Contributed by Dennis Tomaras, Partner, Cornwalls
The COVID-19 pandemic has brought all forms of side effects to the economy and business. One such side effect has been with start-up companies. In their totally understandable desire to turn the corner on COVID-19, some start-up companies have overlooked the numerous advantages associated with employee share schemes for them and their staff.
Generally speaking, it is accepted that employees with an ownership interest in their employer (no matter how small) tend to be more committed and perform better.
The purpose of this article is to provide an overview of the advantageous tax rules for employee share (or option) schemes for qualifying start-up companies.
As we will describe below, the ATO has even provided model employee share and option plans, as well as draft offer letters, for use by start-up companies.
What is a start-up company?
The income tax rules applicable to employee share and option schemes can be very complicated, and there are nuances throughout the relevant legislation.
Recognising this, the government introduced a more straightforward regime for eligible start-up companies from 30 June 2016. (Before the introduction of these rules, it was very difficult to come up with a ‘cost effective’ share scheme for employees of start-up businesses, having regard to the complexities and the tax results within the tax employee share scheme provisions as they then stood.)
In order to qualify as a start-up company for the purposes of these simplified and, we suggest, more advantageous rules, the following criteria must be satisfied:
- The relevant company must have an aggregated turnover of less than $50 million in the income year before the year in which the share or option interests are granted
- The company must not have had any of its shares or options listed on any stock exchange in the income year before the grant of the employee share scheme.
- The company must have been incorporated for less than 10 years.
- The employing company must be an Australian resident taxpayer.
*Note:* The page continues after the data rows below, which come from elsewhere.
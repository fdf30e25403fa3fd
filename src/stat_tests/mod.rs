// Copyright 2025 N. Dornseif
//
// Dual-licensed under Apache 2.0 and MIT terms.

//! Statistical test algorithms.
//! Every test takes a generator state and its options and returns one
//! [`TestResult`]; nothing is kept between invocations.

pub mod bspace;
pub mod collover;
pub mod extra;
pub mod freq;
pub mod gap;
pub mod hamming;
pub mod linearcomp;
pub mod matrixrank;

/// Outcome of one test run.
#[derive(Debug, Clone, PartialEq)]
pub struct TestResult {
    pub name: String,
    /// Empirical statistic, NaN if the test could not run.
    pub statistic: f64,
    /// Upper tail probability of the statistic under the null hypothesis.
    pub p_value: f64,
    /// 1 - p_value, computed separately to keep precision near 1.
    pub complement: f64,
}

impl TestResult {
    pub fn new(name: impl Into<String>, statistic: f64, p_value: f64, complement: f64) -> Self {
        TestResult {
            name: name.into(),
            statistic,
            p_value,
            complement,
        }
    }

    /// Result for a generator that could not produce the data the test needs.
    pub fn degenerate(name: impl Into<String>) -> Self {
        TestResult::new(name, f64::NAN, 0.0, 1.0)
    }

    /// The more extreme of `p_value` and `complement`.
    pub fn extremeness(&self) -> f64 {
        self.p_value.min(self.complement)
    }
}
use serde::{Deserialize, Serialize};

/// Shown when the backend rejects a request without saying why.
pub const DEFAULT_AUTH_ERROR: &str = "Authentication failed";

/// Body returned by both `/login` and `/signup`.
#[derive(Debug, Clone, Default, PartialEq, Eq, Serialize, Deserialize)]
pub struct AuthResponse {
    pub success: bool,
    #[serde(default, skip_serializing_if = "Option::is_none")]
    pub token: Option<String>,
    #[serde(default, skip_serializing_if = "Option::is_none")]
    pub errors: Option<String>,
}

/// What an authentication attempt amounted to, once the response has been
/// checked for consistency.
#[derive(Debug, Clone, PartialEq, Eq)]
pub enum AuthOutcome {
    /// The backend issued a session token.
    Authenticated { token: String },
    /// The backend refused the credentials; the message is shown verbatim.
    Rejected { errors: String },
}

impl AuthResponse {
    pub fn authenticated(token: impl Into<String>) -> Self {
        Self {
            success: true,
            token: Some(token.into()),
            errors: None,
        }
    }

    pub fn rejected(errors: impl Into<String>) -> Self {
        Self {
            success: false,
            token: None,
            errors: Some(errors.into()),
        }
    }

    /// Interpret the response. Returns `None` when the backend claims success
    /// but did not send a token.
    pub fn outcome(self) -> Option<AuthOutcome> {
        if self.success {
            self.token.map(|token| AuthOutcome::Authenticated { token })
        } else {
            Some(AuthOutcome::Rejected {
                errors: self
                    .errors
                    .unwrap_or_else(|| DEFAULT_AUTH_ERROR.to_string()),
            })
        }
    }
}
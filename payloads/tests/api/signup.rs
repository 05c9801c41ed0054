use payloads::{AuthEndpoint, AuthOutcome, Credentials};
use test_helpers::{alice_signup, assert_rejected, spawn_app, stub::EMAIL_TAKEN};

#[tokio::test]
async fn signup_sends_username() -> anyhow::Result<()> {
    let app = spawn_app().await;

    let outcome = app.client.signup(&alice_signup()).await?;
    assert!(matches!(outcome, AuthOutcome::Authenticated { .. }));

    let requests = app.requests();
    assert_eq!(requests.len(), 1);
    assert_eq!(requests[0].endpoint, AuthEndpoint::Signup);
    assert_eq!(requests[0].body["username"], "alice");
    assert_eq!(
        app.backend.username_of("alice@example.com").as_deref(),
        Some("alice")
    );

    Ok(())
}

#[tokio::test]
async fn signup_with_empty_username_still_sends_field() -> anyhow::Result<()> {
    let app = spawn_app().await;

    let credentials = Credentials {
        username: Some(String::new()),
        email: "blank@example.com".into(),
        password: "pw".into(),
    };
    app.client.signup(&credentials).await?;

    let requests = app.requests();
    assert_eq!(requests[0].body["username"], "");

    Ok(())
}

#[tokio::test]
async fn duplicate_email_refused() -> anyhow::Result<()> {
    let app = spawn_app().await;
    app.create_alice_user().await?;

    let result = app.client.signup(&alice_signup()).await;
    assert_rejected(result, EMAIL_TAKEN);

    Ok(())
}

#[tokio::test]
async fn each_signup_gets_a_distinct_token() -> anyhow::Result<()> {
    let app = spawn_app().await;

    let first = app.create_alice_user().await?;
    let mut bob = alice_signup();
    bob.username = Some("bob".into());
    bob.email = "bob@example.com".into();
    let second = match app.client.signup(&bob).await? {
        AuthOutcome::Authenticated { token } => token,
        AuthOutcome::Rejected { errors } => panic!("signup refused: {errors}"),
    };
    assert_ne!(first, second);

    Ok(())
}
use yew::prelude::*;
use yew_router::prelude::*;

use crate::Route;

#[function_component]
pub fn NotFoundPage() -> Html {
    html! {
        <div class="text-center">
            <h1 class="text-4xl font-bold text-gray-900 dark:text-white">{"404"}</h1>
            <p class="text-gray-600 dark:text-gray-300">{"Page not found"}</p>
            <Link<Route> to={Route::Home} classes="underline">{"Back to the store"}</Link<Route>>
        </div>
    }
}
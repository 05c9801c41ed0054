pub mod stub;

use actix_web::web;
use payloads::{APIClient, AuthEndpoint, AuthOutcome, ClientError, Credentials};
use std::net::TcpListener;
use tracing_subscriber::{EnvFilter, fmt};

pub use stub::{RecordedRequest, StubBackend, StubReply};

pub struct TestApp {
    pub client: APIClient,
    pub backend: web::Data<StubBackend>,
}

impl TestApp {
    pub fn requests(&self) -> Vec<RecordedRequest> {
        self.backend.requests()
    }

    /// Make every following call to `endpoint` answer with `reply`.
    pub fn respond_with(&self, endpoint: AuthEndpoint, reply: StubReply) {
        self.backend.set_reply(endpoint, reply);
    }

    pub async fn create_alice_user(&self) -> anyhow::Result<String> {
        match self.client.signup(&alice_signup()).await? {
            AuthOutcome::Authenticated { token } => Ok(token),
            AuthOutcome::Rejected { errors } => {
                anyhow::bail!("signup refused: {errors}")
            }
        }
    }
}

/// Route logs (including `log` records, via the builder's log bridge)
/// through the test harness's captured output. `RUST_LOG` overrides the
/// default of errors only. Repeated calls are harmless.
pub fn init_test_logging() {
    let _ = fmt()
        .with_env_filter(
            EnvFilter::try_from_default_env()
                .unwrap_or_else(|_| EnvFilter::new("error")),
        )
        .with_test_writer()
        .compact()
        .try_init();
}

/// Start a stub backend on an OS-assigned port so tests can run in parallel.
pub async fn spawn_app() -> TestApp {
    init_test_logging();

    let backend = web::Data::new(StubBackend::default());
    let (server, port) = stub::build(backend.clone()).unwrap();
    tokio::spawn(server);
    tracing::info!(port, "stub auth backend listening");

    TestApp {
        client: APIClient::new(format!("http://127.0.0.1:{port}")),
        backend,
    }
}

/// A client pointed at a port nothing is listening on.
pub fn unreachable_client() -> APIClient {
    let port = TcpListener::bind("127.0.0.1:0")
        .and_then(|listener| listener.local_addr())
        .unwrap()
        .port();
    APIClient::new(format!("http://127.0.0.1:{port}"))
}

pub fn alice_signup() -> Credentials {
    Credentials {
        username: Some("alice".into()),
        email: "alice@example.com".into(),
        password: "supersecret".into(),
    }
}

pub fn alice_login() -> Credentials {
    Credentials {
        username: None,
        email: "alice@example.com".into(),
        password: "supersecret".into(),
    }
}

/// Assert that an authentication attempt was refused with `expected`.
pub fn assert_rejected(
    result: Result<AuthOutcome, ClientError>,
    expected: &str,
) {
    match result {
        Ok(AuthOutcome::Rejected { errors }) => assert_eq!(errors, expected),
        other => panic!("Expected rejection, got {other:?}"),
    }
}
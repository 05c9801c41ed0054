use actix_web::http::StatusCode as StubStatus;
use payloads::{AuthEndpoint, ClientError};
use reqwest::StatusCode;
use test_helpers::{
    StubReply, alice_login, assert_rejected, spawn_app, unreachable_client,
};

#[tokio::test]
async fn unreachable_server_is_a_network_error() -> anyhow::Result<()> {
    let client = unreachable_client();

    let result = client.login(&alice_login()).await;
    assert!(matches!(result, Err(ClientError::Network(_))));
    assert_eq!(
        result.unwrap_err().to_string(),
        "Network error. Please check your connection."
    );

    Ok(())
}

#[tokio::test]
async fn refusal_with_error_status_reads_body() -> anyhow::Result<()> {
    let app = spawn_app().await;
    app.respond_with(
        AuthEndpoint::Login,
        StubReply::Json(
            StubStatus::UNAUTHORIZED,
            serde_json::json!({ "success": false, "errors": "Wrong password" }),
        ),
    );

    let result = app.client.login(&alice_login()).await;
    assert_rejected(result, "Wrong password");

    Ok(())
}

#[tokio::test]
async fn non_json_error_status_is_api_error() -> anyhow::Result<()> {
    let app = spawn_app().await;
    app.respond_with(
        AuthEndpoint::Login,
        StubReply::Text(
            StubStatus::INTERNAL_SERVER_ERROR,
            "database unavailable".into(),
        ),
    );

    match app.client.login(&alice_login()).await {
        Err(ClientError::APIError(code, text)) => {
            assert_eq!(code, StatusCode::INTERNAL_SERVER_ERROR);
            assert_eq!(text, "database unavailable");
        }
        other => panic!("Expected APIError, got {other:?}"),
    }

    Ok(())
}

#[tokio::test]
async fn garbage_success_body_is_decode_error() -> anyhow::Result<()> {
    let app = spawn_app().await;
    app.respond_with(
        AuthEndpoint::Signup,
        StubReply::Text(StubStatus::OK, "<html>oops</html>".into()),
    );

    let result = app.client.signup(&alice_login()).await;
    assert!(matches!(result, Err(ClientError::Decode(_))));

    Ok(())
}

#[tokio::test]
async fn success_without_token_is_rejected_by_client() -> anyhow::Result<()> {
    let app = spawn_app().await;
    app.respond_with(
        AuthEndpoint::Login,
        StubReply::Json(StubStatus::OK, serde_json::json!({ "success": true })),
    );

    let result = app.client.login(&alice_login()).await;
    assert!(matches!(result, Err(ClientError::MissingToken)));

    Ok(())
}
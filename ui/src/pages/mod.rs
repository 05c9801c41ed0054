pub mod home;
pub mod login;
pub mod not_found;

pub use home::HomePage;
pub use login::LoginPage;
pub use not_found::NotFoundPage;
Eligible terms of the employee share scheme offer
The start-up company rules limit the eligibility criteria of the relevant share or option scheme permissible.
The rules provide that the only interests which can be acquired under the relevant start-up company share or option scheme, must be in ordinary shares or options to acquire ordinary shares in the relevant company.
Further, the share or option interest must be held for a minimum holding period of 3 years, commencing on the date when the interest was first acquired.
In the case of an option scheme, the exercise price must not be less than the market value of the shares in the start-up company at the date of the grant of the options. Typically, with most start-ups, the company’s market value in the early years will be very low. As has been demonstrated in many cases, this value can increase significantly over say, a 3 to 5 year period.
In the case of a share plan, the shares must not be offered to the employees for more than a 15% discount on the market value of the shares at the date of grant.
Advantage of an option plan to employees
In our opinion, the rules regarding an option plan for the employees of a start-up company are particularly advantageous.
These advantages can be summarised as follows:
- The employee will not be taxed on the grant, vesting or exercise of their options (provided the options are at market value of the relevant shares).
- The employee will only be taxed upon a transfer of the shares or options.
- For capital gains tax (CGT) purposes, the shares received on exercise of the options will be deemed to have been acquired on the day when the options were granted.
- Any gain or loss the employee makes on a future disposal of the shares or options will be taxed pursuant to the CGT rules and not the income tax rules.
The above rules are relatively straightforward. This is in contrast to some of the income tax rules applicable to employee share and option schemes for companies that do not qualify as a ‘start-up’.
Advantages of a share scheme to employees
The advantages of a share scheme plan for employees of a start-up company can be summarised as follows:
- Provided the discount is no more than 15% on the market value of the shares, the employee will not be taxed on acquisition of the shares.
- The employee will only be taxed upon a future transfer of the shares.
- For CGT purposes, any future gain or loss the employee makes on disposal of the shares will be taxable under the CGT rules. In other words, if the employee holds the shares for at least 12 months prior to disposing of them, then the employee will be entitled to apply the 50% CGT discount to any capital gain made.
ATO model plans
Believe it or not, the ATO has conveniently provided start-up companies with both an eligible option plan and an eligible share plan. Copies of these are available on the ATO website.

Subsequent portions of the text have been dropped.